- Study material -
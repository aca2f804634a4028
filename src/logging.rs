//! Level-filtered logging for the `git-default-branch` binary and library.
//!
//! Only `Info` is written to stdout. Everything else goes to stderr so that
//! `git default-branch get` can be consumed by scripts.

use std::io::Write;
use std::sync::OnceLock;

#[derive(Debug, Clone, Copy, PartialEq, Eq, PartialOrd, Ord)]
pub enum LogLevel {
    Error,
    Warning,
    Info,
    Debug,
}

static LOG_LEVEL: OnceLock<LogLevel> = OnceLock::new();

pub fn init_logging(verbose: bool) {
    let level = if verbose {
        LogLevel::Debug
    } else {
        LogLevel::Info
    };
    LOG_LEVEL.set(level).ok(); // Ignore errors if already set
}

pub fn get_log_level() -> LogLevel {
    *LOG_LEVEL.get().unwrap_or(&LogLevel::Info)
}

pub fn log(level: LogLevel, message: &str) {
    if level <= get_log_level() {
        let mut stdout = std::io::stdout().lock();
        let mut stderr = std::io::stderr().lock();
        write_log(level, message, &mut stdout, &mut stderr).ok();
    }
}

/// Write one log line, `Info` to `out` and every other level to `err`.
pub fn write_log(
    level: LogLevel,
    message: &str,
    out: &mut dyn Write,
    err: &mut dyn Write,
) -> std::io::Result<()> {
    match level {
        LogLevel::Error => writeln!(err, "Error: {}", message),
        LogLevel::Warning => writeln!(err, "Warning: {}", message),
        LogLevel::Info => writeln!(out, "{}", message),
        LogLevel::Debug => writeln!(err, "Debug: {}", message),
    }
}

#[macro_export]
macro_rules! log_warning {
    ($($arg:tt)*) => {
        $crate::logging::log($crate::logging::LogLevel::Warning, &format!($($arg)*))
    };
}

#[macro_export]
macro_rules! log_debug {
    ($($arg:tt)*) => {
        $crate::logging::log($crate::logging::LogLevel::Debug, &format!($($arg)*))
    };
}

- What to work on -
Transcribe each entry verbatim, leaving none out.

- Response area -
repository aca2f804634a4028
filename src/logging.rs
//! Level-filtered logging for the `git-default-branch` binary and library.
//!
//! Only `Info` is written to stdout. Everything else goes to stderr so that
//! `git default-branch get` can be consumed by scripts.

use std::io::Write;
use std::sync::OnceLock;

#[derive(Debug, Clone, Copy, PartialEq, Eq, PartialOrd, Ord)]
pub enum LogLevel {
    Error,
    Warning,
    Info,
    Debug,
}

static LOG_LEVEL: OnceLock<LogLevel> = OnceLock::new();

pub fn init_logging(verbose: bool) {
    let level = if verbose {
        LogLevel::Debug
    } else {
        LogLevel::Info
    };
    LOG_LEVEL.set(level).ok(); // Ignore errors if already set
}

pub fn get_log_level() -> LogLevel {
    *LOG_LEVEL.get().unwrap_or(&LogLevel::Info)
}

pub fn log(level: LogLevel, message: &str) {
    if level <= get_log_level() {
        let mut stdout = std::io::stdout().lock();
        let mut stderr = std::io::stderr().lock();
        write_log(level, message, &mut stdout, &mut stderr).ok();
    }
}

/// Write one log line, `Info` to `out` and every other level to `err`.
pub fn write_log(
    level: LogLevel,
    message: &str,
    out: &mut dyn Write,
    err: &mut dyn Write,
) -> std::io::Result<()> {
    match level {
        LogLevel::Error => writeln!(err, "Error: {}", message),
        LogLevel::Warning => writeln!(err, "Warning: {}", message),
        LogLevel::Info => writeln!(out, "{}", message),
        LogLevel::Debug => writeln!(err, "Debug: {}", message),
    }
}

#[macro_export]
macro_rules! log_warning {
    ($($arg:tt)*) => {
        $crate::logging::log($crate::logging::LogLevel::Warning, &format!($($arg)*))
    };
}

#[macro_export]
macro_rules! log_debug {
    ($($arg:tt)*) => {
        $crate::logging::log($crate::logging::LogLevel::Debug, &format!($($arg)*))
    };
}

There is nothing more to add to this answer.